The project is based on a dictionary compiled by by Kotora Jinbo and Shouzaburo Kanazawa, first published in 1898. Jinbo, a surveyor [24], had learned Ainu to communicate with indigenous people living Hokkaido. Kanazawa, a linguist, documented words and phrases to create the dictionary that would help transmit the Ainu language into the 21st Century.

According to Bugaeva [25]:

The original dictionary by Kotora Jinbo and Shozaburo Kanazawa contained mistakes, misheard words, and even broken phrases (expressions that are inconceivable with original Ainu grammar). We deleted all questionable words and examples, items that were extremely different from Setsu Kurokawa’s audio, and words that Setsu Kurokawa was unfamiliar with. Double entries were basically consolidated to one entry. However, since the video data and audio data were recorded separately, there are cases where the Ainu expression is different in the video and audio. In those cases only, we decided that these were separate expressions, and listed both. In the end, we had 3467 headwords. For particularly rare words, we checked whether they were used in existing dictionaries, and added notes to them.

[…]

In addition to the original notations, various information that can aid learning the Ainu language including the colloquial translation, Modernized Roman character transcriptions and katakana [a Japanese phonetic syllabary] transcriptions of the Ainu word, interpretation (glossary) and English translation, etc., are provided. With the help of Setsu Kurokawa, a native speaker of the Saru Dialect of Ainu (Nukibetsu), we were able to upload audio of the Ainu language onto the web. We received many responses and comments from students and researchers regarding these contents. However, we were faced with budgetary restrictions when building the dictionary, and some technical problems remained.

Bugaeva worked with Setsu Kurokawa to record the pronunciation of words and phrases used in the Ainu talking dictionary.

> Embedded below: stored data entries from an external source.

// Copyright (c) 2025 Dimitris Kafetzis
//
// Licensed under the MIT License.
// See LICENSE file in the project root for full license information.
//
// SPDX-License-Identifier: MIT

//! Shared memory slots and the alliance mechanism.
//!
//! A [`MemSlot`] is the mutable half of an external-memory entry: the
//! place a buffer binding (fd + length) lands once a caller supplies an
//! I/O buffer or the runtime allocates an intermediate one. Slots can be
//! *allied* — pointed at one shared interior — so that a DMA-out in one
//! task and the DMA-in of the next task observe the same allocation with
//! a single `bind` call.

use std::fmt;
use std::sync::{Arc, Mutex, MutexGuard};

use crate::MemError;

/// A bound device buffer reference: file descriptor plus byte length.
#[derive(Debug, Clone, Copy, PartialEq, Eq, serde::Serialize)]
pub struct Binding {
    pub fd: i32,
    pub len: usize,
}

impl fmt::Display for Binding {
    fn fmt(&self, f: &mut fmt::Formatter<'_>) -> fmt::Result {
        write!(f, "fd {} ({} bytes)", self.fd, self.len)
    }
}

#[derive(Debug, Default)]
struct SlotCore {
    binding: Option<Binding>,
}

/// A memory slot backing one external-memory entry.
///
/// Cloning a slot shares its interior (a clone *is* an ally); fresh
/// independent slots come from [`MemSlot::new`].
///
/// # Example
/// ```
/// use device_mem::MemSlot;
///
/// let producer = MemSlot::new();
/// let mut consumer = MemSlot::new();
/// consumer.ally_with(&producer).unwrap();
///
/// producer.bind(7, 4096).unwrap();
/// assert_eq!(consumer.binding().unwrap().fd, 7);
/// assert_eq!(consumer.binding().unwrap().len, 4096);
/// ```
#[derive(Debug, Clone, Default)]
pub struct MemSlot {
    core: Arc<Mutex<SlotCore>>,
}

impl MemSlot {
    /// Creates an unbound, unallied slot.
    pub fn new() -> Self {
        Self::default()
    }

    /// Binds a buffer to this slot (and every allied slot).
    ///
    /// Binding is write-once: re-binding the identical buffer is a no-op,
    /// a differing rebind fails with [`MemError::RebindMismatch`].
    pub fn bind(&self, fd: i32, len: usize) -> Result<(), MemError> {
        let requested = Binding { fd, len };
        let mut core = self.lock();
        match core.binding {
            None => {
                core.binding = Some(requested);
                tracing::debug!(fd, len, "slot bound");
                Ok(())
            }
            Some(current) if current == requested => Ok(()),
            Some(current) => Err(MemError::RebindMismatch { current, requested }),
        }
    }

    /// The current binding, if any.
    pub fn binding(&self) -> Option<Binding> {
        self.lock().binding
    }

    pub fn is_bound(&self) -> bool {
        self.binding().is_some()
    }

    /// Allies this slot with `lead`: both now share one interior, so a
    /// bind through either is observed through both.
    ///
    /// If this slot already carries a binding it is carried over to the
    /// shared interior; conflicting pre-existing bindings fail with
    /// [`MemError::AllianceConflict`] and leave both slots untouched.
    pub fn ally_with(&mut self, lead: &MemSlot) -> Result<(), MemError> {
        if self.is_allied_with(lead) {
            return Ok(());
        }
        let ours = self.lock().binding;
        if let Some(ours) = ours {
            let mut lead_core = lead.lock();
            match lead_core.binding {
                None => lead_core.binding = Some(ours),
                Some(theirs) if theirs == ours => {}
                Some(theirs) => return Err(MemError::AllianceConflict { ours, theirs }),
            }
        }
        self.core = Arc::clone(&lead.core);
        Ok(())
    }

    /// `true` if both slots share one interior.
    pub fn is_allied_with(&self, other: &MemSlot) -> bool {
        Arc::ptr_eq(&self.core, &other.core)
    }

    /// A slot mutex only guards plain data; a poisoned lock still holds a
    /// consistent value.
    fn lock(&self) -> MutexGuard<'_, SlotCore> {
        match self.core.lock() {
            Ok(guard) => guard,
            Err(poisoned) => poisoned.into_inner(),
        }
    }
}
impl TaskBlueprint {
    /// Loads a blueprint from a JSON file path.
    pub fn from_file(path: &Path) -> Result<Self, BlueprintError> {
        let content = std::fs::read_to_string(path)?;
        let blueprint: Self = serde_json::from_str(&content)?;
        Ok(blueprint)
    }

    /// Parses a blueprint from a JSON string.
    pub fn from_json(json: &str) -> Result<Self, BlueprintError> {
        let blueprint: Self = serde_json::from_str(json)?;
        Ok(blueprint)
    }

    /// Validates that the blueprint is internally consistent.
    ///
    /// Checks:
    /// - The schema version is supported.
    /// - The input geometry is fully specified.
    /// - Every stage kind is recognised, is not a DMA endpoint, and takes
    ///   exactly one input stream.
    /// - Instance numbers stay inside the per-kind hardware budget with no
    ///   (kind, instance) pair used twice.
    /// - Scaler stages carry non-degenerate scale factors; crop stages
    ///   carry margins; explicit payloads match their stage's kind.
    pub fn validate(&self) -> Result<(), BlueprintError> {
        if self.version != BLUEPRINT_VERSION {
            return Err(BlueprintError::Version {
                version: self.version,
                supported: BLUEPRINT_VERSION,
            });
        }

        if self.input.width == 0 || self.input.height == 0 || self.input.pixel_bytes == 0 {
            return Err(BlueprintError::Schema {
                detail: "input geometry must be fully specified".into(),
            });
        }

        let mut claimed = HashSet::new();
        for (i, stage) in self.stages.iter().enumerate() {
            let kind = PuKind::from_str_loose(&stage.kind)
                .ok_or_else(|| stage_err(i, format!("unrecognised kind '{}'", stage.kind)))?;

            if kind.is_dma() {
                return Err(stage_err(i, "dma endpoints are implicit".into()));
            }
            if kind.in_ports() != 1 {
                return Err(stage_err(
                    i,
                    format!(
                        "{kind} takes {} input streams; blueprints describe single-stream pipelines",
                        kind.in_ports()
                    ),
                ));
            }
            if stage.instance >= kind.instance_budget() {
                return Err(stage_err(
                    i,
                    format!(
                        "instance {} out of range (budget {})",
                        stage.instance,
                        kind.instance_budget()
                    ),
                ));
            }
            if !claimed.insert((kind, stage.instance)) {
                return Err(stage_err(
                    i,
                    format!("{kind}.{} already used by an earlier stage", stage.instance),
                ));
            }

            match kind {
                PuKind::Upscaler | PuKind::Downscaler => {
                    let scale = stage
                        .scale
                        .ok_or_else(|| stage_err(i, "scaler stage without a scale factor".into()))?;
                    if scale.w_num == 0 || scale.w_den == 0 || scale.h_num == 0 || scale.h_den == 0
                    {
                        return Err(stage_err(i, "scale factors must be non-zero".into()));
                    }
                }
                PuKind::Crop => {
                    if stage.crop.is_none() {
                        return Err(stage_err(i, "crop stage without margins".into()));
                    }
                }
                _ => {}
            }

            if let Some(params) = &stage.params {
                if !params.matches_kind(kind) {
                    return Err(stage_err(
                        i,
                        format!("{kind} cannot carry '{}' parameters", params.variant_name()),
                    ));
                }
            }
        }

        Ok(())
    }

    /// Builds the blueprint into a task graph, ready for the size-spread
    /// pass.
    ///
    /// Steps:
    /// 1. Validate the blueprint.
    /// 2. Lay down the start → process → end skeleton with one hardware
    ///    subchain and two I/O memory slots.
    /// 3. Add the input DMA reading the declared frame.
    /// 4. Chain each stage behind the previous one, growing the size graph
    ///    (scale and crop stages add transform nodes; FIFOs are pure
    ///    plumbing and get no node).
    /// 5. Close with the output DMA; its geometry stays open unless the
    ///    blueprint declared one, and the spread pass fills the rest.
    pub fn build(&self) -> Result<Task<Building>, BlueprintError> {
        self.validate()?;

        let mut task = Task::new(self.task_id, self.priority);
        let start = task.add_vertex(VertexKind::Start)?;
        let process = task.add_vertex(VertexKind::Process)?;
        let end = task.add_vertex(VertexKind::End)?;
        task.add_edge(start, process)?;
        task.add_edge(process, end)?;
        let sc = task.add_hw_subchain(process)?;

        let in_mem = task.add_external_mem(ExternalMem::io())?;
        let out_mem = task.add_external_mem(ExternalMem::io())?;
        let in_map = task.add_memmap(MemmapBacking::External(in_mem), self.input.image())?;
        let out_image = match &self.output {
            Some(img) => img.image(),
            // Extent flows from the spread pass; only the depth is pinned.
            None => ImageDesc {
                width: 0,
                height: 0,
                pixel_bytes: self.input.pixel_bytes,
                line_ofs: 0,
            },
        };
        let out_map = task.add_memmap(MemmapBacking::External(out_mem), out_image)?;

        let root = task.sizes_mut().add_inout(None)?;
        let dma_in = task.add_pu(
            sc,
            PuKind::DmaIn,
            0,
            PuParams::default_for(PuKind::DmaIn),
            Some(root),
        )?;
        task.set_memmap(dma_in, in_map)?;

        let mut tail = dma_in;
        let mut tail_node = root;
        for (i, stage) in self.stages.iter().enumerate() {
            let kind = PuKind::from_str_loose(&stage.kind)
                .ok_or_else(|| stage_err(i, format!("unrecognised kind '{}'", stage.kind)))?;

            let node: Option<SizeNodeId> = match kind {
                PuKind::Fifo => None,
                PuKind::Upscaler | PuKind::Downscaler => {
                    let scale = stage
                        .scale
                        .ok_or_else(|| stage_err(i, "scaler stage without a scale factor".into()))?;
                    Some(task.sizes_mut().add_scale(tail_node, scale)?)
                }
                PuKind::Crop => {
                    let crop = stage
                        .crop
                        .ok_or_else(|| stage_err(i, "crop stage without margins".into()))?;
                    Some(task.sizes_mut().add_crop(tail_node, crop)?)
                }
                _ => Some(task.sizes_mut().add_inout(Some(tail_node))?),
            };
            let params = stage.params.unwrap_or_else(|| PuParams::default_for(kind));

            let pu = task
                .add_pu(sc, kind, stage.instance, params, node)
                .map_err(|e| stage_err(i, e.to_string()))?;
            task.connect(tail, 0, pu, 0)
                .map_err(|e| stage_err(i, e.to_string()))?;

            tail = pu;
            if let Some(n) = node {
                tail_node = n;
            }
        }

        let dma_out = task.add_pu(
            sc,
            PuKind::DmaOut,
            0,
            PuParams::default_for(PuKind::DmaOut),
            Some(tail_node),
        )?;
        task.set_memmap(dma_out, out_map)?;
        task.connect(tail, 0, dma_out, 0)?;

        tracing::debug!(
            task = self.task_id,
            stages = self.stages.len(),
            "blueprint '{}' built",
            self.name,
        );
        Ok(task)
    }
}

Kurokawa, an Ainu elder born in 1926 in Nukibetsu [26], in southwestern Hokkaido, grew up hearing the language:

When Setsu Kurokawa (born, January 5, 1926) was a child, in the late 1920's, many Ainu families had already stopped speaking Ainu at home. Considering this, Setsu Kurokawa's proficiency in Ainu is relatively high. This can be explained by the fact that she was often taken care of by her grandfather and grandmother. However, since Ainu is not used currently in everyday life, it was difficult to record the spontaneous utterances of the language. In this audio material, the words and expressions are not the spontaneous utterances of Setsu Kurokawa, but instead are audio data initiated based on the Ainugo kaiwa jiten [Ainu conversational dictionary]. In the actual recording process, Anna Bugaeva read the words and expressions in the Ainugo kaiwa jiten, and Setsu Kurokawa repeated these in her own manner. The Ainu language expressions in this audio material are based on the Ainugo kaiwa jiten, and do not completely match Setsu Kurokawa's idiolect.

Bugaeva's finished dictionary was presented [27] to a group of Ainu community members in Tokyo [28] at the Ainu Cultural Center [29] (which itself has online resources dedicated to transmitting the Ainu language) in February 2009. The online tool created in collaboration with Japanese co-editor Shiho Endo and programmer David Nathan (ELAR director, SOAS, University of London) and with an art input of the Ainu community, with web-design by Tamami Kaizawa.